For Coral, she has to be lovable bully–where you’re afraid of her, but you also want to hang out with her. Some of the other characters are just batshit crazy and perhaps out to lunch. They keep us in check. Before the session, they’ll play for us these reference tracks of stuff we’ve done before. So we can get it right.
Gig Patta: I’m assuming when you do your voiceover work, you’re alone in the booth, and you don’t get to bounce off ideas off of each other, right?

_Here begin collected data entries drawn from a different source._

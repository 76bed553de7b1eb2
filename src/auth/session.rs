//! Password and refresh-token grants against the session provider

use anyhow::{bail, Context, Result};
use serde::Deserialize;

use super::TokenStore;
use crate::config::Config;

#[derive(Debug, Deserialize)]
struct SessionResponse {
    access_token: String,
    refresh_token: Option<String>,
    expires_in: Option<u64>,
    user: Option<SessionUser>,
}

#[derive(Debug, Deserialize)]
struct SessionUser {
    email: Option<String>,
}

/// Request a session with the given grant type and JSON body.
async fn token_request(
    config: &Config,
    grant_type: &str,
    body: &serde_json::Value,
) -> Result<SessionResponse> {
    let url = format!("{}/token?grant_type={}", config.auth_url(), grant_type);
    tracing::debug!("Session POST {}", url);

    let mut req = reqwest::Client::new().post(&url).json(body);
    if let Some(ref key) = config.publishable_key {
        req = req.header("apikey", key);
    }

    let resp = req
        .send()
        .await
        .with_context(|| format!("Session request to {} failed", url))?;

    let status = resp.status();
    if !status.is_success() {
        let body = resp.text().await.unwrap_or_default();
        bail!("Session provider returned {}: {}", status.as_u16(), body);
    }

    resp.json()
        .await
        .context("Failed to parse session response")
}

/// Store a session response in the config.
fn store_session(config: &mut Config, session: SessionResponse) {
    config.set_access_token(session.access_token, session.expires_in);
    if let Some(refresh) = session.refresh_token {
        config.set_refresh_token(refresh);
    }
    if let Some(email) = session.user.and_then(|u| u.email) {
        config.user_email = Some(email);
    }
}

/// Log in with email and password (password grant).
///
/// Skips the network round-trip when a valid session already exists, unless
/// `force` is set.
pub async fn login(email: &str, password: &str, force: bool) -> Result<()> {
    let mut config = Config::load()?;

    if !force {
        if let Some(token) = config.get_access_token() {
            if !token.is_expired() {
                println!(
                    "Already logged in as {}. Use --force to re-authenticate.",
                    config.user_email.as_deref().unwrap_or(email)
                );
                return Ok(());
            }
        }
    }

    let body = serde_json::json!({ "email": email, "password": password });
    let session = token_request(&config, "password", &body).await?;
    store_session(&mut config, session);
    if config.user_email.is_none() {
        config.user_email = Some(email.to_string());
    }
    config.save()?;

    println!("Logged in as {}.", email);
    Ok(())
}

/// Refresh the access token using the stored refresh token.
///
/// Returns Ok(true) if a new session was stored, Ok(false) when no refresh
/// token is available.
pub async fn refresh() -> Result<bool> {
    let mut config = Config::load()?;
    let refresh_token = match config.get_refresh_token() {
        Some(rt) => rt,
        None => return Ok(false),
    };

    tracing::info!("Refreshing session token...");
    let body = serde_json::json!({ "refresh_token": refresh_token });
    let session = token_request(&config, "refresh_token", &body).await?;
    store_session(&mut config, session);
    config.save()?;

    Ok(true)
}

/// Log out and clear the stored session.
pub async fn logout() -> Result<()> {
    let mut config = Config::load()?;
    config.clear_tokens();
    config.save()?;
    println!("Logged out. Stored session cleared.");
    Ok(())
}

/// Display current session status.
pub async fn status() -> Result<()> {
    let config = Config::load()?;

    match config.user_email {
        Some(ref email) => println!("Account:     {}", email),
        None => println!("Account:     (none)"),
    }

    match config.get_access_token() {
        Some(token) if !token.is_expired() => {
            println!("Session:     valid");
            if let Some(exp) = token.expires_at {
                println!("  expires_at: {}", exp);
            }
        }
        Some(_) => println!("Session:     expired"),
        None => println!("Session:     none"),
    }

    match config.get_refresh_token() {
        Some(_) => println!("Refresh tok: present"),
        None => println!("Refresh tok: none"),
    }

    println!("API URL:     {}", config.api_url());
    println!("Auth URL:    {}", config.auth_url());

    if config.get_access_token().is_none() {
        println!("\nRun 'bookdesk login' to authenticate.");
    }

    Ok(())
}
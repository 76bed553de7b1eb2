//! Token storage and management

use serde::{Deserialize, Serialize};
use std::time::{SystemTime, UNIX_EPOCH};

fn now_unix() -> u64 {
    SystemTime::now()
        .duration_since(UNIX_EPOCH)
        .map(|d| d.as_secs())
        .unwrap_or(0)
}

/// Stored access token
#[derive(Debug, Clone, Serialize, Deserialize)]
pub struct StoredToken {
    pub token: String,
    pub expires_at: Option<u64>,
}

impl StoredToken {
    pub fn new(token: String, expires_in_secs: Option<u64>) -> Self {
        let expires_at = expires_in_secs.map(|secs| now_unix() + secs);
        Self { token, expires_at }
    }

    pub fn is_expired(&self) -> bool {
        match self.expires_at {
            // Consider expired if less than 1 minute remaining
            Some(exp) => now_unix() + 60 >= exp,
            None => false,
        }
    }
}

/// Token store trait for different storage backends
pub trait TokenStore {
    fn get_access_token(&self) -> Option<StoredToken>;
    fn set_access_token(&mut self, token: String, expires_in: Option<u64>);
    fn get_refresh_token(&self) -> Option<String>;
    fn set_refresh_token(&mut self, token: String);
    fn clear_tokens(&mut self);
}

#[cfg(test)]
mod tests {
    use super::*;

    #[test]
    fn test_token_without_expiry_never_expires() {
        let token = StoredToken {
            token: "t".to_string(),
            expires_at: None,
        };
        assert!(!token.is_expired());
    }

    #[test]
    fn test_token_expiry_slack() {
        // Expires in 30s: within the 60s slack window, so treated as expired.
        let soon = StoredToken::new("t".to_string(), Some(30));
        assert!(soon.is_expired());

        let later = StoredToken::new("t".to_string(), Some(3600));
        assert!(!later.is_expired());
    }
}
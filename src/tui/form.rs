//! Multi-field form widget: labelled single-line inputs with cursor editing.
//!
//! Used by the tenant setup view, the settings overlay, and the add-resource
//! overlay.

use ratatui::{
    layout::Rect,
    style::{Color, Modifier, Style},
    text::{Line, Span},
    widgets::{Block, BorderType, Borders, Clear, Paragraph},
    Frame,
};

/// A single editable field.
pub struct Field {
    pub label: &'static str,
    pub value: String,
    /// Cursor position (character offset into `value`).
    pub cursor: usize,
    /// Mask the value when rendering (tokens, credentials).
    pub secret: bool,
    pub required: bool,
}

impl Field {
    pub fn new(label: &'static str) -> Self {
        Self {
            label,
            value: String::new(),
            cursor: 0,
            secret: false,
            required: false,
        }
    }

    pub fn required(mut self) -> Self {
        self.required = true;
        self
    }

    pub fn secret(mut self) -> Self {
        self.secret = true;
        self
    }

    pub fn with_value(mut self, value: &str) -> Self {
        self.value = value.to_string();
        self.cursor = self.value.chars().count();
        self
    }

    /// Insert a character at the current cursor position.
    pub fn insert_char(&mut self, c: char) {
        let byte_pos = self.char_to_byte(self.cursor);
        self.value.insert(byte_pos, c);
        self.cursor += 1;
    }

    /// Delete the character before the cursor (backspace).
    pub fn backspace(&mut self) {
        if self.cursor > 0 {
            let byte_pos = self.char_to_byte(self.cursor);
            let prev_byte_pos = self.char_to_byte(self.cursor - 1);
            self.value.drain(prev_byte_pos..byte_pos);
            self.cursor -= 1;
        }
    }

    /// Delete the character at the cursor (delete key).
    pub fn delete(&mut self) {
        let char_count = self.value.chars().count();
        if self.cursor < char_count {
            let byte_pos = self.char_to_byte(self.cursor);
            let next_byte_pos = self.char_to_byte(self.cursor + 1);
            self.value.drain(byte_pos..next_byte_pos);
        }
    }

    pub fn move_left(&mut self) {
        if self.cursor > 0 {
            self.cursor -= 1;
        }
    }

    pub fn move_right(&mut self) {
        let char_count = self.value.chars().count();
        if self.cursor < char_count {
            self.cursor += 1;
        }
    }

    pub fn move_home(&mut self) {
        self.cursor = 0;
    }

    pub fn move_end(&mut self) {
        self.cursor = self.value.chars().count();
    }

    /// Clear the field (Ctrl+U).
    pub fn clear(&mut self) {
        self.value.clear();
        self.cursor = 0;
    }

    /// Value as shown on screen (masked for secret fields).
    pub fn display_value(&self) -> String {
        if self.secret {
            "*".repeat(self.value.chars().count())
        } else {
            self.value.clone()
        }
    }

    /// Convert a char-based cursor position to a byte offset.
    fn char_to_byte(&self, char_pos: usize) -> usize {
        self.value
            .char_indices()
            .nth(char_pos)
            .map(|(i, _)| i)
            .unwrap_or(self.value.len())
    }
}

/// State of a whole form: an ordered field list plus focus.
pub struct FormState {
    pub title: &'static str,
    pub fields: Vec<Field>,
    pub focused: usize,
}

impl FormState {
    pub fn new(title: &'static str, fields: Vec<Field>) -> Self {
        Self {
            title,
            fields,
            focused: 0,
        }
    }

    pub fn focused_field_mut(&mut self) -> Option<&mut Field> {
        self.fields.get_mut(self.focused)
    }

    pub fn next_field(&mut self) {
        if !self.fields.is_empty() {
            self.focused = (self.focused + 1) % self.fields.len();
        }
    }

    pub fn prev_field(&mut self) {
        if !self.fields.is_empty() {
            self.focused = (self.focused + self.fields.len() - 1) % self.fields.len();
        }
    }

    /// Trimmed value of the field at `idx` (empty string if out of range).
    pub fn value(&self, idx: usize) -> &str {
        self.fields.get(idx).map(|f| f.value.trim()).unwrap_or("")
    }

    /// Value of the field at `idx` as an Option, None when blank.
    pub fn optional_value(&self, idx: usize) -> Option<String> {
        let v = self.value(idx);
        if v.is_empty() {
            None
        } else {
            Some(v.to_string())
        }
    }

    /// Label of the first required field left blank, if any.
    pub fn missing_required(&self) -> Option<&'static str> {
        self.fields
            .iter()
            .find(|f| f.required && f.value.trim().is_empty())
            .map(|f| f.label)
    }

    /// Reset all field values and focus.
    pub fn reset(&mut self) {
        for field in &mut self.fields {
            field.clear();
        }
        self.focused = 0;
    }
}

// ---------------------------------------------------------------------------
// Rendering
// ---------------------------------------------------------------------------

/// Lines needed to draw the form: borders, a hint line, and one row per field.
pub fn form_height(form: &FormState) -> u16 {
    form.fields.len() as u16 + 4
}

/// Render the form inside a bordered block, clearing what's underneath.
///
/// Sets the terminal cursor into the focused field.
pub fn render(area: Rect, frame: &mut Frame, form: &FormState, hint: &str) {
    frame.render_widget(Clear, area);

    let block = Block::default()
        .title(format!(" {} ", form.title))
        .borders(Borders::ALL)
        .border_type(BorderType::Double)
        .border_style(Style::default().fg(Color::Yellow));

    let inner = block.inner(area);
    frame.render_widget(block, area);

    if inner.height == 0 || inner.width == 0 {
        return;
    }

    let label_width = form
        .fields
        .iter()
        .map(|f| f.label.len())
        .max()
        .unwrap_or(0);

    let mut cursor: Option<(u16, u16)> = None;

    for (idx, field) in form.fields.iter().enumerate() {
        let y = inner.y + idx as u16;
        if y >= inner.y + inner.height {
            break;
        }
        let row = Rect::new(inner.x, y, inner.width, 1);
        let focused = idx == form.focused;

        let marker = if focused { "\u{25BA} " } else { "  " };
        let label = format!("{}{:<width$} ", marker, field.label, width = label_width);
        let label_style = if focused {
            Style::default()
                .fg(Color::White)
                .add_modifier(Modifier::BOLD)
        } else {
            Style::default().fg(Color::Gray)
        };

        let value = field.display_value();
        let value_style = if field.secret {
            Style::default().fg(Color::DarkGray)
        } else {
            Style::default().fg(Color::White)
        };

        let line = Line::from(vec![
            Span::styled(label.clone(), label_style),
            Span::styled(value, value_style),
        ]);
        frame.render_widget(Paragraph::new(line), row);

        if focused {
            let cursor_x = row.x + label.len() as u16 + field.cursor as u16;
            cursor = Some((cursor_x.min(row.x + row.width.saturating_sub(1)), y));
        }
    }

    // Hint line below the fields.
    let hint_y = inner.y + form.fields.len() as u16 + 1;
    if hint_y < inner.y + inner.height {
        let hint_area = Rect::new(inner.x, hint_y, inner.width, 1);
        frame.render_widget(
            Paragraph::new(Line::from(Span::styled(
                hint,
                Style::default().fg(Color::DarkGray),
            ))),
            hint_area,
        );
    }

    if let Some((cx, cy)) = cursor {
        frame.set_cursor_position((cx, cy));
    }
}

#[cfg(test)]
mod tests {
    use super::*;

    fn form() -> FormState {
        FormState::new(
            "Test",
            vec![
                Field::new("Name").required(),
                Field::new("Token").secret(),
            ],
        )
    }

    #[test]
    fn test_insert_and_backspace() {
        let mut field = Field::new("Name");
        for c in "héllo".chars() {
            field.insert_char(c);
        }
        assert_eq!(field.value, "héllo");
        field.backspace();
        assert_eq!(field.value, "héll");
        assert_eq!(field.cursor, 4);
    }

    #[test]
    fn test_edit_in_the_middle() {
        let mut field = Field::new("Name").with_value("abc");
        field.move_home();
        field.move_right();
        field.insert_char('x');
        assert_eq!(field.value, "axbc");
        field.delete();
        assert_eq!(field.value, "axc");
    }

    #[test]
    fn test_secret_masking() {
        let field = Field::new("Token").secret().with_value("s3cret");
        assert_eq!(field.display_value(), "******");
    }

    #[test]
    fn test_focus_cycles() {
        let mut form = form();
        assert_eq!(form.focused, 0);
        form.next_field();
        assert_eq!(form.focused, 1);
        form.next_field();
        assert_eq!(form.focused, 0);
        form.prev_field();
        assert_eq!(form.focused, 1);
    }

    #[test]
    fn test_missing_required() {
        let mut form = form();
        assert_eq!(form.missing_required(), Some("Name"));
        if let Some(field) = form.focused_field_mut() {
            field.insert_char('a');
        }
        assert_eq!(form.missing_required(), None);
    }

    #[test]
    fn test_optional_value_blank_is_none() {
        let mut form = form();
        assert_eq!(form.optional_value(1), None);
        form.fields[1].value = "  ".to_string();
        assert_eq!(form.optional_value(1), None);
        form.fields[1].value = " tok ".to_string();
        assert_eq!(form.optional_value(1).as_deref(), Some("tok"));
    }
}
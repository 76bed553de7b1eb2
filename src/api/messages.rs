//! Message listing and conversation views

use anyhow::{Context, Result};
use serde::Serialize;

use super::client::PortalClient;
use crate::models::{group_conversations, Direction, Message};

/// Query parameters for `GET /messages/`.
#[derive(Debug, Clone, Default, Serialize)]
pub struct MessagesQuery {
    #[serde(skip_serializing_if = "Option::is_none")]
    pub limit: Option<usize>,
    #[serde(skip_serializing_if = "Option::is_none")]
    pub offset: Option<usize>,
    #[serde(skip_serializing_if = "Option::is_none")]
    pub direction: Option<Direction>,
}

/// List messages, newest-first as returned by the API.
pub async fn list_messages_data(
    client: &PortalClient,
    query: &MessagesQuery,
) -> Result<Vec<Message>> {
    let resp = client.get_query("/messages/", query).await?;
    resp.json()
        .await
        .context("Failed to parse messages response")
}

/// One-line preview of a message for list output.
fn preview(msg: &Message) -> String {
    let tag = match msg.direction {
        Direction::Inbound => "In",
        Direction::Outbound => "Out",
    };
    let text = msg.text.replace('\n', " ");
    let text = if text.chars().count() > 60 {
        let cut: String = text.chars().take(57).collect();
        format!("{}...", cut)
    } else {
        text
    };
    format!("{}: {}", tag, text)
}

/// List messages (prints to stdout).
pub async fn list_messages(query: MessagesQuery) -> Result<()> {
    let client = PortalClient::new().await?;
    let messages = list_messages_data(&client, &query).await?;

    if messages.is_empty() {
        println!("(no messages)");
        return Ok(());
    }

    for msg in &messages {
        println!(
            "[{}] {:<16} {}",
            msg.created_at.format("%Y-%m-%d %H:%M"),
            msg.contact_number(),
            preview(msg)
        );
    }

    Ok(())
}

/// List conversation threads grouped by contact (prints to stdout).
pub async fn list_conversations(limit: usize) -> Result<()> {
    let client = PortalClient::new().await?;
    let query = MessagesQuery {
        limit: Some(limit),
        ..Default::default()
    };
    let messages = list_messages_data(&client, &query).await?;
    let conversations = group_conversations(&messages);

    println!("\nConversations:");
    println!("{:-<60}", "");

    if conversations.is_empty() {
        println!("  (no conversations)");
        return Ok(());
    }

    for conv in &conversations {
        println!("{}", conv.contact_number);
        println!("  Last: {}", conv.latest.created_at.format("%Y-%m-%d %H:%M"));
        println!("  {}", preview(&conv.latest));
        println!("  {} message(s)", conv.messages.len());
        println!();
    }

    Ok(())
}

/// Show one contact's thread, oldest-first (prints to stdout).
pub async fn read_thread(contact: &str, limit: usize) -> Result<()> {
    let client = PortalClient::new().await?;
    let query = MessagesQuery {
        limit: Some(limit),
        ..Default::default()
    };
    let messages = list_messages_data(&client, &query).await?;
    let conversations = group_conversations(&messages);

    let thread = conversations
        .iter()
        .find(|c| c.contact_number == contact);

    match thread {
        Some(conv) => {
            for msg in &conv.messages {
                let arrow = match msg.direction {
                    Direction::Inbound => "<-",
                    Direction::Outbound => "->",
                };
                println!(
                    "[{}] {} {}",
                    msg.created_at.format("%Y-%m-%d %H:%M"),
                    arrow,
                    msg.text
                );
            }
        }
        None => println!("No conversation with {}.", contact),
    }

    Ok(())
}
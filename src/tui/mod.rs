//! Dashboard TUI
//!
//! Terminal user interface using Ratatui.

mod app;
mod backend;
mod form;
mod help;
mod resources;
mod sidebar;
mod thread;
mod ui;

pub use app::run;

Alanna Ubach: It’s interesting. Over the years, back when I was in my early thirties, it was very common to be in the same room with everyone. Nowadays, everyone is busy doing so much [work]. Pre-Internet, I found myself doing a lot of group recordings. Nowadays, it’s quite rare. It’s a very solitary experience.
Tara Strong: For me, it just depends on the show. In some shows, we still work together with Teen Titans with the full cast. We did Rocky and Bullwinkle in a full cast. In a feature film, you do it alone. In a video game, you do alone. Sometimes animations, you do it alone.
It’s always way more fun to be able to play off each other and listen to each other. On this show, we haven’t got the chance to work together.
Alanna Ubach: Maybe, we will one day if it goes to the second season. We’ll see.
Gig Patta: Does it leave room for improv? Is it challenging to do it by yourself?
Tara Strong: We get to improv a little. The scripts are so well fleshed out and well-written. Within our characters, sometimes we’re like it be more her to say it this way or add some other lines. They let us play a little bit for the most part. We stick to the script.
Gig Patta: One last question, since you mentioned that you are married with children. Would you ever allow your children to watch Crossing Swords?
Tara Strong: Well, mine are 18 and 16. So, yes. They already watched it, loved it, and laughed a lot. It’s a little bit of a different situation. [Laughs].
Alanna Ubach: I have a two and a half-year-old. That’s a definite no. Maybe I’ll give him the entire DVD collection when he’s 16.
Tara Strong: I don’t think they’ll have DVDs in the future. [Laughs]
Gig Patta: Congratulations once again. Thank you for speaking with me.
Crossing Swords is currently streaming on Hulu today.